- Born: 14 August 1944 Pritzwalk, German Reich
- Died: 26 April 2016 (aged 71) Berlin, Germany
- Occupations: Actor; voice actor; dialogue script writer; dubbing director;
- Years active: 1964–2016
- Children: 1
- Father: Peter Elsholtz
- Relatives: Edith Elsholtz (sister)

= Arne Elsholtz =

German voice actor (1944–2016)

Arne Elsholtz (14 August 1944 – 26 April 2016) was a German voice actor and dialogue director. He was one of the most well-known dubbing actors in Germany and he was also responsible for directing the German dubs of some international productions.

== Biography ==
Elsholtz was born in Pritzwalk to actors Peter Elsholtz and Karin Vielmetter and he was the younger brother of actress Edith Elsholtz. Due to the connections his father had in the acting industry, Elsholtz began training as an actor with Marlise Ludwig in Berlin, where he would later act on stage. He eventually found a talent for dubbing and directing voices since 1964 and he quickly built up a reputation as one of the most powerful voice dubbers in Germany. Among the actors he dubbed included Tom Hanks, Bill Murray, Jeff Goldblum, Kevin Kline and Eric Idle.
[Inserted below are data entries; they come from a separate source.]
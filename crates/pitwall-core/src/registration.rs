//! Event registrations — the system of record for team membership.
//!
//! A registration is a confirmed commitment of a user, on a team, to an
//! event time slot and car. Registrations are written by the sign-up flow
//! and read by the reconciler; rosters are derived from them, never the
//! other way around.

use chrono::{DateTime, Utc};
use serde::{Deserialize, Serialize};

use crate::{CarId, EventId, RegistrationId, TeamId, UserId};

/// A confirmed event registration.
///
/// At most one registration exists per `(event_id, user_id, team_id)`.
#[derive(Debug, Clone, PartialEq, Serialize, Deserialize)]
pub struct Registration {
  pub id:            RegistrationId,
  pub event_id:      EventId,
  pub user_id:       UserId,
  pub team_id:       TeamId,
  pub time_slot:     DateTime<Utc>,
  pub car_id:        CarId,
  /// Server-assigned timestamp; never changes after creation.
  pub registered_at: DateTime<Utc>,
}

/// Input to [`crate::store::RegistrationStore::record_registration`].
#[derive(Debug, Clone, Serialize, Deserialize)]
pub struct NewRegistration {
  pub event_id:  EventId,
  pub user_id:   UserId,
  pub team_id:   TeamId,
  pub time_slot: DateTime<Utc>,
  pub car_id:    CarId,
}
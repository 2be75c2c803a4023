//! API error type and [`axum::response::IntoResponse`] implementation.

use axum::{
  Json,
  http::StatusCode,
  response::{IntoResponse, Response},
};
use serde_json::json;
use thiserror::Error;

/// An error returned by an API handler.
#[derive(Debug, Error)]
pub enum ApiError {
  #[error("not found: {0}")]
  NotFound(String),

  #[error("bad request: {0}")]
  BadRequest(String),

  #[error("conflict: {0}")]
  Conflict(String),

  #[error("upstream unavailable: {0}")]
  Upstream(String),

  #[error("store error: {0}")]
  Store(#[source] Box<dyn std::error::Error + Send + Sync>),
}

impl From<pitwall_core::Error> for ApiError {
  fn from(e: pitwall_core::Error) -> Self {
    match e {
      pitwall_core::Error::Upstream(inner) => {
        ApiError::Upstream(inner.to_string())
      }
      pitwall_core::Error::Store(inner) => ApiError::Store(inner),
    }
  }
}

impl IntoResponse for ApiError {
  fn into_response(self) -> Response {
    let (status, message) = match &self {
      ApiError::NotFound(m) => (StatusCode::NOT_FOUND, m.clone()),
      ApiError::BadRequest(m) => (StatusCode::BAD_REQUEST, m.clone()),
      ApiError::Conflict(m) => (StatusCode::CONFLICT, m.clone()),
      ApiError::Upstream(m) => (StatusCode::BAD_GATEWAY, m.clone()),
      ApiError::Store(e) => (StatusCode::INTERNAL_SERVER_ERROR, e.to_string()),
    };
    (status, Json(json!({ "error": message }))).into_response()
  }
}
Elsholtz dubbed Hanks in his award-winning performances, which includes Philadelphia and Forrest Gump. His other roles include Steve Guttenberg and Matt McCoy's roles in the Police Academy films. He also dubbed Joseph Marcell's role as Geoffrey Butler in The Fresh Prince of Bel Air (from which he also served as a dialogue director) and Sam Hui as King Kong in Aces Go Places. He dubbed many of Eric Idle's roles in many of the Monty Python films.

In Elsholtz's animated dub roles, he provided the German voice of Manny in the Ice Age films (excluding the fifth film, as he died before the German dub production was complete) and Hades in the 1997 Disney film Hercules and the subsequent television series as well as Lord Macintosh in Brave, Tom Hanks' characters in The Polar Express and Danger Mouse.

As a voice director, Elsholtz had directed the German voice dubs of many foreign films and television shows. These include The Godfather Saga, The Empire Strikes Back, Return of the Jedi, E.T. the Extra-Terrestrial and many more. His career was an actor was rare, but he had on-screen appearances on Escape from East Berlin. He also served as a commentator and announcer for commercials and radio shows such as Verona Pooth's Sat.1 variety show. From 2001 until 2003, he provided the German commentary for the Wer wird Millionär? video games.

== Death ==
Elsholtz died in a Berlin hospital on 26 April 2016, at the age of 71.